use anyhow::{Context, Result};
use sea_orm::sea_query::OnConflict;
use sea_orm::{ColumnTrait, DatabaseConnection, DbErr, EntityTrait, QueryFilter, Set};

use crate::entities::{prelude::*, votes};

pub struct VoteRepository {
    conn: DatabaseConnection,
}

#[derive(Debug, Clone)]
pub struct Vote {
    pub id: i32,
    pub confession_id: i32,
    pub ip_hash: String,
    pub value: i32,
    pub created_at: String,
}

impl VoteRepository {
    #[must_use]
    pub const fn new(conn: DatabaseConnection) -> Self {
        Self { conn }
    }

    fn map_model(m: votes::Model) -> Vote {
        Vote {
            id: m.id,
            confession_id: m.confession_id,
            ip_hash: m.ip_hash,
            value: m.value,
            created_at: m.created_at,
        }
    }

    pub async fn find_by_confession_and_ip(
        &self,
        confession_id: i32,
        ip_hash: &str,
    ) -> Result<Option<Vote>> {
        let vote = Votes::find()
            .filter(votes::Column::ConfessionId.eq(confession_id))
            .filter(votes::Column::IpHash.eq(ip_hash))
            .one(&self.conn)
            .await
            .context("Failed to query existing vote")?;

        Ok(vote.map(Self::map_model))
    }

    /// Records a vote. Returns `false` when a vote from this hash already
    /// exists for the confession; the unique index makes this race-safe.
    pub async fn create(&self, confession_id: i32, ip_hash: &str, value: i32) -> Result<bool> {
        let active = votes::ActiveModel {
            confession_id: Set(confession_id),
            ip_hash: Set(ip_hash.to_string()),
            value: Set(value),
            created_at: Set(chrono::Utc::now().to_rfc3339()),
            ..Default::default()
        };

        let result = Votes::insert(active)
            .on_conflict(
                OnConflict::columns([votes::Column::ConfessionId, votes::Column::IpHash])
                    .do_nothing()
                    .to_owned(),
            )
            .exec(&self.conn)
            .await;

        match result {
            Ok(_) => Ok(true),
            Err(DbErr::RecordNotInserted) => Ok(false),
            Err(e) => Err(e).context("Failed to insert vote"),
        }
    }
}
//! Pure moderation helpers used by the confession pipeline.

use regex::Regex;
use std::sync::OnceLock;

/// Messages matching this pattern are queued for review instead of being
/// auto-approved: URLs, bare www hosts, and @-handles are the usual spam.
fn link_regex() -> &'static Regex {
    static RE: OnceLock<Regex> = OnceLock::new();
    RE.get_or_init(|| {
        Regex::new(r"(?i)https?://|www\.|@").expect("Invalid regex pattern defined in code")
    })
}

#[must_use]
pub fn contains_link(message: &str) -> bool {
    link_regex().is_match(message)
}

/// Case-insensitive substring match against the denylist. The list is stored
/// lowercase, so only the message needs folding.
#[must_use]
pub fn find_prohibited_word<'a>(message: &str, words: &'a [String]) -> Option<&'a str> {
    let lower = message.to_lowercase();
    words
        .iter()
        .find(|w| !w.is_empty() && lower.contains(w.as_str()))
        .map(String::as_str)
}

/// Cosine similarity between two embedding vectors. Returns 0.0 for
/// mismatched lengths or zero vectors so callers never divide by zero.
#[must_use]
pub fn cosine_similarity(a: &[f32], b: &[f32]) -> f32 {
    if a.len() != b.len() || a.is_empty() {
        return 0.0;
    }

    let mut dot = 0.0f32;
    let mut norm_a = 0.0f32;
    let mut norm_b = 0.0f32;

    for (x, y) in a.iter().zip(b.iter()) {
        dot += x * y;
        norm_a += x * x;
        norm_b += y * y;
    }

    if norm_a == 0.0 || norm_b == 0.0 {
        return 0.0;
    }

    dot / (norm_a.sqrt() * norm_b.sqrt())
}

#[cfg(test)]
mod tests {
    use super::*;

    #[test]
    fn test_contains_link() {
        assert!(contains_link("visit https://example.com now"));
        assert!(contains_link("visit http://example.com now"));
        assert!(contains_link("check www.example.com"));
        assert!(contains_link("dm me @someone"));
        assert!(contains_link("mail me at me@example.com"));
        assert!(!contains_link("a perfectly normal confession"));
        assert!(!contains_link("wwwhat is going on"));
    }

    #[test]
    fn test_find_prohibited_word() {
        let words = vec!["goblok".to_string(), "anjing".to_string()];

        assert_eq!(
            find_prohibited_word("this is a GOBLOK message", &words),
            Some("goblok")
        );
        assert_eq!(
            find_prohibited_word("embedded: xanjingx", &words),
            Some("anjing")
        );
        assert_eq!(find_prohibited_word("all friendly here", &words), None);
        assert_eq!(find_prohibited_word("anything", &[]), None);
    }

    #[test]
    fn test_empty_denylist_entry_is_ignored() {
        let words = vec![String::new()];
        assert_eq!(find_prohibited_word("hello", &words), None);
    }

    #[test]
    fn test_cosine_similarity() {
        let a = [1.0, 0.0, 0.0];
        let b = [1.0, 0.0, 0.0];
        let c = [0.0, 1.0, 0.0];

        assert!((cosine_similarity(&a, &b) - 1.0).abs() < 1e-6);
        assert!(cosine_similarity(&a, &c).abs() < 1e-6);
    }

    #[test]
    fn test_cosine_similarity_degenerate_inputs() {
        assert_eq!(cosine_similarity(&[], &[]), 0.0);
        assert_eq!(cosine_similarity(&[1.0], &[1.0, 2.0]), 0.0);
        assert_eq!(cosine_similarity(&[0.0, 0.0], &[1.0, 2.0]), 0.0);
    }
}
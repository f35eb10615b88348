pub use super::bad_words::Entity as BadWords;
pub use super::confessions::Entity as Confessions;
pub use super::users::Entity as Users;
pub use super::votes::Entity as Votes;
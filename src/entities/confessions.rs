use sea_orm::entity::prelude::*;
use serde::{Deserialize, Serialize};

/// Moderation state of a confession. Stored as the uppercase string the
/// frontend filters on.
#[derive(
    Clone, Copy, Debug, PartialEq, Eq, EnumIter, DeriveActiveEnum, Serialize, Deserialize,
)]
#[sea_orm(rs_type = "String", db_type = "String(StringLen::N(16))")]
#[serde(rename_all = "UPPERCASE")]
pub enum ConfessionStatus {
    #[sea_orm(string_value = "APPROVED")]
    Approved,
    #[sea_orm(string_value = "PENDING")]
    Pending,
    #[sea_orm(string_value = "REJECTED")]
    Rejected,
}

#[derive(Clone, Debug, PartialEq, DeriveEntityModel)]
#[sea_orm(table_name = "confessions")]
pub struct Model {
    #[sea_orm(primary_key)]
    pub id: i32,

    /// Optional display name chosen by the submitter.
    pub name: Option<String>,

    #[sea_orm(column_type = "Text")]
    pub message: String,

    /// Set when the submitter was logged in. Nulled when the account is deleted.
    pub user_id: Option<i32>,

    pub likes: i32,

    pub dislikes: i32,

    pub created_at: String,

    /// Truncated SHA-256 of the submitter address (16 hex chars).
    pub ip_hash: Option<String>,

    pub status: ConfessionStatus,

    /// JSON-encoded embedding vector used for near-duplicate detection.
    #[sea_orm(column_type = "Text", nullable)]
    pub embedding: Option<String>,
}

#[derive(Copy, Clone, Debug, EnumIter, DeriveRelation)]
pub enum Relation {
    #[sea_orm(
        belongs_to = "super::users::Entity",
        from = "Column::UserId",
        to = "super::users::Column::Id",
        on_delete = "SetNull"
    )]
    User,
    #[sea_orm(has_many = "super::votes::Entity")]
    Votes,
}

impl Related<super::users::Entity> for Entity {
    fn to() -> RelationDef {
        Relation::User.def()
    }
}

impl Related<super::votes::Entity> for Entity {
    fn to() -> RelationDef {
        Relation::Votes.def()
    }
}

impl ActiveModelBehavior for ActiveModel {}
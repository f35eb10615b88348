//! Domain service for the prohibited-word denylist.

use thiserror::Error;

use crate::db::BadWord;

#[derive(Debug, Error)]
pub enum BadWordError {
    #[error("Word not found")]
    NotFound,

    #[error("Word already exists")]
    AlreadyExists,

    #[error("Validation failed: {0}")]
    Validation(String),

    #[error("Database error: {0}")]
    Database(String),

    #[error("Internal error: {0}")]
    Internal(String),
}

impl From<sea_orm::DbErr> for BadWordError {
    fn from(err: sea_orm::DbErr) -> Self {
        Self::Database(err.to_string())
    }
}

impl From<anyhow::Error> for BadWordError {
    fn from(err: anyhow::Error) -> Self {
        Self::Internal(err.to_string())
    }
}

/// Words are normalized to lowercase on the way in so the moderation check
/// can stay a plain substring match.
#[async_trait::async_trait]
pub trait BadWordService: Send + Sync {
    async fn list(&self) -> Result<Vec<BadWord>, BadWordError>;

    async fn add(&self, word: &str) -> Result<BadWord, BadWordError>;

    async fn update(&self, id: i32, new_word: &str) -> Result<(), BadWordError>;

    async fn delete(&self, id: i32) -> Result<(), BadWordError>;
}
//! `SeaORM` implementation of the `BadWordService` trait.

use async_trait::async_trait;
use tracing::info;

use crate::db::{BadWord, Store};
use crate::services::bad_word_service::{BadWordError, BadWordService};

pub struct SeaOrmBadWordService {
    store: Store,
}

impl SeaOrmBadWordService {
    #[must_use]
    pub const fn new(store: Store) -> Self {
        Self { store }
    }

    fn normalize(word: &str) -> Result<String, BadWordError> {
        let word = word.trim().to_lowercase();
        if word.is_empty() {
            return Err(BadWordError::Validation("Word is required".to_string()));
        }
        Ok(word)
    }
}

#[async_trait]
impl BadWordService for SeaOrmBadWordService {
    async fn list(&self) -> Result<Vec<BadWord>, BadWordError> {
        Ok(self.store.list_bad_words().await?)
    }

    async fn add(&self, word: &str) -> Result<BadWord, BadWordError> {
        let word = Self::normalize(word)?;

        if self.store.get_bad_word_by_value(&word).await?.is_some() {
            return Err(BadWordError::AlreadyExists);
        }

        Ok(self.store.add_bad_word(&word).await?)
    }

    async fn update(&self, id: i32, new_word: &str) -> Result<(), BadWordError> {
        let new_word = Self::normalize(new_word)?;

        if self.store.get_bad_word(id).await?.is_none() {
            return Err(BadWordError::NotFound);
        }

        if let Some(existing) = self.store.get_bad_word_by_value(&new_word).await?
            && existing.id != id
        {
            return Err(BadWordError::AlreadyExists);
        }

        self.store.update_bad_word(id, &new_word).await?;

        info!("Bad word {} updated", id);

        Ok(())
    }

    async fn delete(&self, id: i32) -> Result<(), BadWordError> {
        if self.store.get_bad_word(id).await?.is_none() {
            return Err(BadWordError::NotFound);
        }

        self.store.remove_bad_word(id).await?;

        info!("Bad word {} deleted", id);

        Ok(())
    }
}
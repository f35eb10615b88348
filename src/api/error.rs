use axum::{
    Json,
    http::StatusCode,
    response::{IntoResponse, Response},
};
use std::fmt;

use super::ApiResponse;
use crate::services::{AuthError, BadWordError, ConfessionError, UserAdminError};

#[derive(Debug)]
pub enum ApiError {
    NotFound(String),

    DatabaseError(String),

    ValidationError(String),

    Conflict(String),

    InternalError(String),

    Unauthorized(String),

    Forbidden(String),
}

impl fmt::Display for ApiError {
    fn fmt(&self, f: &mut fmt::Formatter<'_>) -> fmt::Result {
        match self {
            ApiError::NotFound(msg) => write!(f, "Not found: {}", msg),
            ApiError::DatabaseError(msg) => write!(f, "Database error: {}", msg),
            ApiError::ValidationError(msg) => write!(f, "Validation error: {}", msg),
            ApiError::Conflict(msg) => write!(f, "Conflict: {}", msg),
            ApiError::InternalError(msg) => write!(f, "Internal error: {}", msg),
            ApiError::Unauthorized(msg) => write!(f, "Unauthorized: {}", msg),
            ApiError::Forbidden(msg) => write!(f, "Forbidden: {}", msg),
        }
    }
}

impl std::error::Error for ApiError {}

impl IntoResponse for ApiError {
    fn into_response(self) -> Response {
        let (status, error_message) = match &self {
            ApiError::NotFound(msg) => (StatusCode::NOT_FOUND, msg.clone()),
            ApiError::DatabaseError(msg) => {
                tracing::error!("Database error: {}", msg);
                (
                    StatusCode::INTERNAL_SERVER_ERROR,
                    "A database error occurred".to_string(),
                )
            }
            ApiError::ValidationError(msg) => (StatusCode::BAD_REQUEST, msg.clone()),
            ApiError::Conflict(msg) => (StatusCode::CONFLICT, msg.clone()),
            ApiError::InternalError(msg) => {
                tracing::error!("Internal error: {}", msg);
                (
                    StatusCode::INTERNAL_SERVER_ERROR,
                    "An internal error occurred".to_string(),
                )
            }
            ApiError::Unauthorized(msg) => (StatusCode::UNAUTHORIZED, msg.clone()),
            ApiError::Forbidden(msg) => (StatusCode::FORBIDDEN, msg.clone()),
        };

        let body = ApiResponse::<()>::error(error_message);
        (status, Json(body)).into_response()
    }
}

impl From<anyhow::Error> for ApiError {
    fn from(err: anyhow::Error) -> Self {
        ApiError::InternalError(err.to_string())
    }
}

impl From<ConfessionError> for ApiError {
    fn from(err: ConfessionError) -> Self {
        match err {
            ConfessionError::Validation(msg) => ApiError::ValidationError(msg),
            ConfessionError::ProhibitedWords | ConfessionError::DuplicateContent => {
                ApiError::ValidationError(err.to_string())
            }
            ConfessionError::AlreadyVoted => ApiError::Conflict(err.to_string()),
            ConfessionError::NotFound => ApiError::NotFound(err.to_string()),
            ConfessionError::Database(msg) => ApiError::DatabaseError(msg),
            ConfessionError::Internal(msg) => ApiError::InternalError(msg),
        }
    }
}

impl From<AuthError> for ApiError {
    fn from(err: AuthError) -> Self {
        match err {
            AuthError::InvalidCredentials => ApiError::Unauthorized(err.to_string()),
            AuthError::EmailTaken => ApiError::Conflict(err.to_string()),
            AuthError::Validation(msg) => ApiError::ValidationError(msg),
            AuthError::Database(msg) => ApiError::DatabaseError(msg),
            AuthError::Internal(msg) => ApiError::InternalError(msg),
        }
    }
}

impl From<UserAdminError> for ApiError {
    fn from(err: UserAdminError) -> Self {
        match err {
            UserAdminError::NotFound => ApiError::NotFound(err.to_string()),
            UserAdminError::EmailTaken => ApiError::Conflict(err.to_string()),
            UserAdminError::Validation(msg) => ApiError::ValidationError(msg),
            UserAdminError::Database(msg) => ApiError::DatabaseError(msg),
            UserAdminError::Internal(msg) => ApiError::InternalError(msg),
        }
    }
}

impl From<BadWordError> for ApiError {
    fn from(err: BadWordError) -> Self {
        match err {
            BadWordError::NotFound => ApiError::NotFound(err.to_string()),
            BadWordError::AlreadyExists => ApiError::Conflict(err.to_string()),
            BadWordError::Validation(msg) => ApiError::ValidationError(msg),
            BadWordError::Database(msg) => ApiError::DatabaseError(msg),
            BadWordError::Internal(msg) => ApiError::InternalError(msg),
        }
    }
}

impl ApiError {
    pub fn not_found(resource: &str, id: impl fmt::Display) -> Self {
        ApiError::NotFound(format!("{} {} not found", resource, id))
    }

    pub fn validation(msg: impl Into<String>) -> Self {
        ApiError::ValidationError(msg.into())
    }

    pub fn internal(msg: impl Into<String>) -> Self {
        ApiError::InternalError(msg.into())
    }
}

==

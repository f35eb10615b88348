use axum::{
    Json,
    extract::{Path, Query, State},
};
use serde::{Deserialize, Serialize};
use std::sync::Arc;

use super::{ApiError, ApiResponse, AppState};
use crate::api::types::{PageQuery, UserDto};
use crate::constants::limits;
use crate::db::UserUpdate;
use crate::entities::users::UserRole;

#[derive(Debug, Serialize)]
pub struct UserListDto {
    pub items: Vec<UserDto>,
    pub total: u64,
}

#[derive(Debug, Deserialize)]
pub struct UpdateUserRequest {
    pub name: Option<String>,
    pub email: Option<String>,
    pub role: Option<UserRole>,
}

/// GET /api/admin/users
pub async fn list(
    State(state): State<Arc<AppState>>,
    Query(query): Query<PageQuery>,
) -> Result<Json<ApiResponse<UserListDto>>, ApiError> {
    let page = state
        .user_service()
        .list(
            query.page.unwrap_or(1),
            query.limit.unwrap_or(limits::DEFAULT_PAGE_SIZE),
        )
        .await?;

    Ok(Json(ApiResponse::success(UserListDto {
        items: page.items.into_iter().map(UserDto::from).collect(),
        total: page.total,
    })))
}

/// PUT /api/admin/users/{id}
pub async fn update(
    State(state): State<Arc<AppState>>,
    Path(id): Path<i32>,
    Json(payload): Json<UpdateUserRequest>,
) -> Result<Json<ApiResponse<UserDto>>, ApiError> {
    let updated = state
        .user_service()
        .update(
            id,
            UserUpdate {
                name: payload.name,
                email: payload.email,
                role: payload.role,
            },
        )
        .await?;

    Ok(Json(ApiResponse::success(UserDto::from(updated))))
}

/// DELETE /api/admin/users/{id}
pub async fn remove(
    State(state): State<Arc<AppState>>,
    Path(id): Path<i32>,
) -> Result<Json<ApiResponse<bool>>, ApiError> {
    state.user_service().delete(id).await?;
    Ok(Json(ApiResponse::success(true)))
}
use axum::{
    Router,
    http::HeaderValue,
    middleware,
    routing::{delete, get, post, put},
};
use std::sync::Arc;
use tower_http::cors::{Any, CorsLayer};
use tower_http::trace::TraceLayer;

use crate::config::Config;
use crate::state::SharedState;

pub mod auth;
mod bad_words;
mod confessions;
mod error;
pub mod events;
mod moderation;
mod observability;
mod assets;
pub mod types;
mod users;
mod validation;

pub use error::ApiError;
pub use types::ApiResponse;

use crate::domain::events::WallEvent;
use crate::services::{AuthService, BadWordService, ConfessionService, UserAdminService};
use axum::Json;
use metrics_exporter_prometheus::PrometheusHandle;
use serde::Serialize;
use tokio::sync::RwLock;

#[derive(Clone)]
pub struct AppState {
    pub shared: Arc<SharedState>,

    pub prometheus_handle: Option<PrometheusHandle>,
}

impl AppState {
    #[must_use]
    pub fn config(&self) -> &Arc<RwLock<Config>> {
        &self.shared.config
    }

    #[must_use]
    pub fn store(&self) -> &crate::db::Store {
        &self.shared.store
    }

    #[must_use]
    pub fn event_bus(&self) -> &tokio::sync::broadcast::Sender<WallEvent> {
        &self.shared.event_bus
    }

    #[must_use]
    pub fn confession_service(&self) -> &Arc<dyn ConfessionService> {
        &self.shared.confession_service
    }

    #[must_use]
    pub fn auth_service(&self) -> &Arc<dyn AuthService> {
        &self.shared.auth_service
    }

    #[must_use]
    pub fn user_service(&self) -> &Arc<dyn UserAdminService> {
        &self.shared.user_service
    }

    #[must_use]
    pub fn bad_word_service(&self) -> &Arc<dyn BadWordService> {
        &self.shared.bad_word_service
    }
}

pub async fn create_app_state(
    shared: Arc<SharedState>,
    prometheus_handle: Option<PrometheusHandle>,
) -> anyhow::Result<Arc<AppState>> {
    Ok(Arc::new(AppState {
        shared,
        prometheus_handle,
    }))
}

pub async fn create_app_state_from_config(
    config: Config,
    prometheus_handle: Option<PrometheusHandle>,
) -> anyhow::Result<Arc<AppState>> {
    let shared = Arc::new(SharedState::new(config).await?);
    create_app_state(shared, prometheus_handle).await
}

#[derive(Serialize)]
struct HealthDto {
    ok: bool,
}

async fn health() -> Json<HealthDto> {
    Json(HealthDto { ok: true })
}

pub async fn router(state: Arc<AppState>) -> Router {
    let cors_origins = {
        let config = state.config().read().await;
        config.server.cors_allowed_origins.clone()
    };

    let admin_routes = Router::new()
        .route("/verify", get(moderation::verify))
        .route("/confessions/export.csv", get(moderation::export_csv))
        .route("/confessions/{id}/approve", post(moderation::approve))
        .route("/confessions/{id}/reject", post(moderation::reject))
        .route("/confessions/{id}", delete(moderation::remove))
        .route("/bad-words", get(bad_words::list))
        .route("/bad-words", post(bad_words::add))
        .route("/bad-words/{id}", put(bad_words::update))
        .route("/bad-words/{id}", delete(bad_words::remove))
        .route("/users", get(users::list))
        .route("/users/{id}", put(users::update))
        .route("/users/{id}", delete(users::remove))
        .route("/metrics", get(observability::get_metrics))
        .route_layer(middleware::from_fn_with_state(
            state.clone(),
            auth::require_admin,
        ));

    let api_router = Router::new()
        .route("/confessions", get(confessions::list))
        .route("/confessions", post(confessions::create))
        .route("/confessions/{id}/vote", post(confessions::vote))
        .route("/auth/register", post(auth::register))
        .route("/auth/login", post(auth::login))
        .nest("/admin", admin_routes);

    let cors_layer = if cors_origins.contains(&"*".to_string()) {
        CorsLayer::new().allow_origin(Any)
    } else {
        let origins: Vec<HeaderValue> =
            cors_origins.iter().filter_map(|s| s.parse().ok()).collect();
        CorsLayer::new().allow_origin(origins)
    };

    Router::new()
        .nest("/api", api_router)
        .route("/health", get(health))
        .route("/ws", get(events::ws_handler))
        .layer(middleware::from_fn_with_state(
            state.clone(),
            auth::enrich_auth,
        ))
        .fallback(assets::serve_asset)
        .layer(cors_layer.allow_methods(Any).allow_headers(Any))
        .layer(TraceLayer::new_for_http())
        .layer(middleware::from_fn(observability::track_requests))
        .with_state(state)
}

__EXERCISE PROMPT__:
The expected result is every line from the material above that includes "info".

__RESULT FOR THIS EXERCISE__:
use tracing::info;
        info!("Bad word {} updated", id);
        info!("Bad word {} deleted", id);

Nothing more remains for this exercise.